During the Spanish colonization, the inhabitants were converted to the Catholic faith. As time went on they felt however, the strain of Spanish civil rule cruelties, when the Philippine Revolution broke out, many able-bodied natives joined the nationalistic movement and fought the colonizer.

When the Americans came, Viga was virtually liberated from the Spanish rule, civil government was established. When the Second World War broke out, Viga become the center of guerilla movement in the province. A pitched and running battle between the guerillas and escaping Japanese forces were simultaneously fought at Bangguerohan and Cabatangan where the latter was defeated.
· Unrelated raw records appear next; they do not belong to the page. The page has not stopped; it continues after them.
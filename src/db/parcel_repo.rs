// src/db/parcel_repo.rs

use sqlx::PgPool;
use uuid::Uuid;

use crate::{common::error::AppError, models::parcel::Parcel};

#[derive(Clone)]
pub struct ParcelRepository {
    pool: PgPool,
}

impl ParcelRepository {
    pub fn new(pool: PgPool) -> Self {
        Self { pool }
    }

    // Quarto e inquilino precisam pertencer ao locador; um id alheio é
    // tratado como inexistente, igual a um id inválido.
    pub async fn register_parcel(
        &self,
        landlord_id: Uuid,
        room_id: Uuid,
        tenant_id: Option<Uuid>,
        description: &str,
    ) -> Result<Parcel, AppError> {
        let room_ok = sqlx::query_scalar::<_, bool>(
            "SELECT EXISTS (SELECT 1 FROM rooms WHERE id = $1 AND landlord_id = $2)",
        )
        .bind(room_id)
        .bind(landlord_id)
        .fetch_one(&self.pool)
        .await?;
        if !room_ok {
            return Err(AppError::RoomNotFound);
        }

        if let Some(tenant_id) = tenant_id {
            let tenant_ok = sqlx::query_scalar::<_, bool>(
                "SELECT EXISTS (SELECT 1 FROM tenants WHERE id = $1 AND landlord_id = $2)",
            )
            .bind(tenant_id)
            .bind(landlord_id)
            .fetch_one(&self.pool)
            .await?;
            if !tenant_ok {
                return Err(AppError::TenantNotFound);
            }
        }

        let parcel = sqlx::query_as::<_, Parcel>(
            r#"
            INSERT INTO parcels (landlord_id, room_id, tenant_id, description)
            VALUES ($1, $2, $3, $4)
            RETURNING *
            "#,
        )
        .bind(landlord_id)
        .bind(room_id)
        .bind(tenant_id)
        .bind(description)
        .fetch_one(&self.pool)
        .await?;
        Ok(parcel)
    }

    pub async fn list_parcels(
        &self,
        landlord_id: Uuid,
        only_pending: bool,
    ) -> Result<Vec<Parcel>, AppError> {
        let parcels = sqlx::query_as::<_, Parcel>(
            r#"
            SELECT * FROM parcels
            WHERE landlord_id = $1 AND (NOT $2 OR NOT picked_up)
            ORDER BY arrived_at DESC
            "#,
        )
        .bind(landlord_id)
        .bind(only_pending)
        .fetch_all(&self.pool)
        .await?;
        Ok(parcels)
    }

    pub async fn mark_picked_up(&self, landlord_id: Uuid, id: Uuid) -> Result<Parcel, AppError> {
        sqlx::query_as::<_, Parcel>(
            r#"
            UPDATE parcels
            SET picked_up = TRUE, picked_up_at = now()
            WHERE id = $1 AND landlord_id = $2
            RETURNING *
            "#,
        )
        .bind(id)
        .bind(landlord_id)
        .fetch_optional(&self.pool)
        .await?
        .ok_or(AppError::ParcelNotFound)
    }
}

#[cfg(test)]
mod tests {
    use super::*;
    use crate::testutil;
    use sqlx::PgPool;

    #[sqlx::test]
    async fn quarto_de_outro_locador_e_tratado_como_inexistente(pool: PgPool) {
        let locador_a = testutil::seed_landlord(&pool).await;
        let locador_b = testutil::seed_landlord(&pool).await;
        let predio_b = testutil::seed_building(&pool, locador_b, "GB").await;
        let andar_b = testutil::seed_floor(&pool, locador_b, predio_b, 1).await;
        let quarto_b = testutil::seed_room(&pool, locador_b, predio_b, andar_b, "GB101").await;

        let repo = ParcelRepository::new(pool.clone());
        let err = repo
            .register_parcel(locador_a, quarto_b, None, "Caixa grande")
            .await;
        assert!(matches!(err, Err(AppError::RoomNotFound)));
    }

    #[sqlx::test]
    async fn inquilino_de_outro_locador_e_tratado_como_inexistente(pool: PgPool) {
        let locador_a = testutil::seed_landlord(&pool).await;
        let predio_a = testutil::seed_building(&pool, locador_a, "GA").await;
        let andar_a = testutil::seed_floor(&pool, locador_a, predio_a, 1).await;
        let quarto_a = testutil::seed_room(&pool, locador_a, predio_a, andar_a, "GA101").await;

        let locador_b = testutil::seed_landlord(&pool).await;
        let predio_b = testutil::seed_building(&pool, locador_b, "GB").await;
        let andar_b = testutil::seed_floor(&pool, locador_b, predio_b, 1).await;
        let quarto_b = testutil::seed_room(&pool, locador_b, predio_b, andar_b, "GB101").await;
        let inquilino_b =
            testutil::seed_checked_in_tenant(&pool, locador_b, quarto_b, None).await;

        let repo = ParcelRepository::new(pool.clone());
        let err = repo
            .register_parcel(locador_a, quarto_a, Some(inquilino_b.id), "Envelope")
            .await;
        assert!(matches!(err, Err(AppError::TenantNotFound)));
    }
}
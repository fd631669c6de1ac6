// src/db/user_repo.rs

use sqlx::PgPool;
use uuid::Uuid;

use crate::{common::error::AppError, models::auth::User};

// O repositório de contas de locador, responsável pela tabela 'users'.
#[derive(Clone)]
pub struct UserRepository {
    pool: PgPool,
}

impl UserRepository {
    pub fn new(pool: PgPool) -> Self {
        Self { pool }
    }

    // Busca um locador pelo e-mail
    pub async fn find_by_email(&self, email: &str) -> Result<Option<User>, AppError> {
        let maybe_user = sqlx::query_as::<_, User>("SELECT * FROM users WHERE email = $1")
            .bind(email)
            .fetch_optional(&self.pool)
            .await?;
        Ok(maybe_user)
    }

    // Busca um locador pelo ID
    pub async fn find_by_id(&self, id: Uuid) -> Result<Option<User>, AppError> {
        let maybe_user = sqlx::query_as::<_, User>("SELECT * FROM users WHERE id = $1")
            .bind(id)
            .fetch_optional(&self.pool)
            .await?;
        Ok(maybe_user)
    }

    // Cria uma nova conta de locador, com tratamento específico para e-mail duplicado.
    pub async fn create_user(&self, email: &str, password_hash: &str) -> Result<User, AppError> {
        sqlx::query_as::<_, User>(
            "INSERT INTO users (email, password_hash) VALUES ($1, $2) RETURNING *",
        )
        .bind(email)
        .bind(password_hash)
        .fetch_one(&self.pool)
        .await
        .map_err(|e| {
            if let Some(db_err) = e.as_database_error() {
                if db_err.is_unique_violation() {
                    return AppError::EmailAlreadyExists;
                }
            }
            e.into()
        })
    }
}
// src/handlers/announcements.rs

use axum::{
    extract::{Path, State},
    http::StatusCode,
    response::IntoResponse,
    Json,
};
use serde::Deserialize;
use uuid::Uuid;
use validator::Validate;

use crate::{
    common::error::AppError, config::AppState, middleware::auth::AuthenticatedUser,
};

#[derive(Debug, Deserialize, Validate)]
#[serde(rename_all = "camelCase")]
pub struct CreateAnnouncementPayload {
    // None = aviso global para todos os prédios do locador.
    pub building_id: Option<Uuid>,
    #[validate(length(min = 1, message = "O título é obrigatório."))]
    pub title: String,
    #[validate(length(min = 1, message = "O corpo é obrigatório."))]
    pub body: String,
}

pub async fn create_announcement(
    State(app_state): State<AppState>,
    AuthenticatedUser(user): AuthenticatedUser,
    Json(payload): Json<CreateAnnouncementPayload>,
) -> Result<impl IntoResponse, AppError> {
    payload.validate().map_err(AppError::ValidationError)?;

    let announcement = app_state
        .announcement_repo
        .create_announcement(user.id, payload.building_id, &payload.title, &payload.body)
        .await?;
    Ok((StatusCode::CREATED, Json(announcement)))
}

pub async fn list_announcements(
    State(app_state): State<AppState>,
    AuthenticatedUser(user): AuthenticatedUser,
) -> Result<impl IntoResponse, AppError> {
    let announcements = app_state
        .announcement_repo
        .list_announcements(user.id)
        .await?;
    Ok(Json(announcements))
}

pub async fn list_for_building(
    State(app_state): State<AppState>,
    AuthenticatedUser(user): AuthenticatedUser,
    Path(building_id): Path<Uuid>,
) -> Result<impl IntoResponse, AppError> {
    let announcements = app_state
        .announcement_repo
        .list_for_building(user.id, building_id)
        .await?;
    Ok(Json(announcements))
}

pub async fn delete_announcement(
    State(app_state): State<AppState>,
    AuthenticatedUser(user): AuthenticatedUser,
    Path(id): Path<Uuid>,
) -> Result<impl IntoResponse, AppError> {
    app_state
        .announcement_repo
        .delete_announcement(user.id, id)
        .await?;
    Ok(StatusCode::NO_CONTENT)
}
In 1951, the barrios of Sicmil and Sioron were transferred to then newly created town of Gigmoto.

Geography

Viga is mostly rugged and mountainous terrain. Its slope characteristics are 29% gently sloping to undulating, 3% classified rolling to hilly, 18% very hills and mountains, 6% level to very gently sloping, 13% steep hills and mountainous, and 13% plains. The prominent mountain forms with important significance include the ranges are Summit and Magsumoso. The largest coastal plain is the contiguous wetlands over which lays the widest area of rice paddies and a vast swamp full of nipa and mangroves.
Viga is an agricultural municipality, considered as the rice granary of the province. The two types of agricultural products raised are the food and export crops. The food crops being raised are palay, corn, banana and other root crops. The export crops are mainly Abaca and coconut. The area planted with these crops and the production derived there from is the principal source of livelihood by the inhabitants.

Forest and vegetation
Viga is a biodiversity hotspot. Its lush rainforest is home to Philippine brown deer (Rusa marianna), flying foxes, and other endemic bat species, warty pigs, civets, cobras, giant pythons, monitor lizards, sailfin lizards and other endemic animals. Exotic bird species such as Philippine hornbill, rail, parrot, bittern, egret, pheasant, coot, lapwing, plover, Philippine duck, quail, owl, oriole, kingfisher, swiftlets and many more are also found. In fact, a record of "Philippines Birding Trip Reports" has found out many bird species in several portions such as the watershed and timberland forests reserve where scattered deer populations are also usually reported. Unfortunately, one bird subspecies, the Catanduanes Bleeding-heart (Gallicolumba luzonica rubiventris) had experienced over-exploitation in the late 20th century. Although most forests are still intact, this species has suffered over-hunting. It is very rare and believed to be near extinction or already extinct as its last reported specimen was collected in 1971.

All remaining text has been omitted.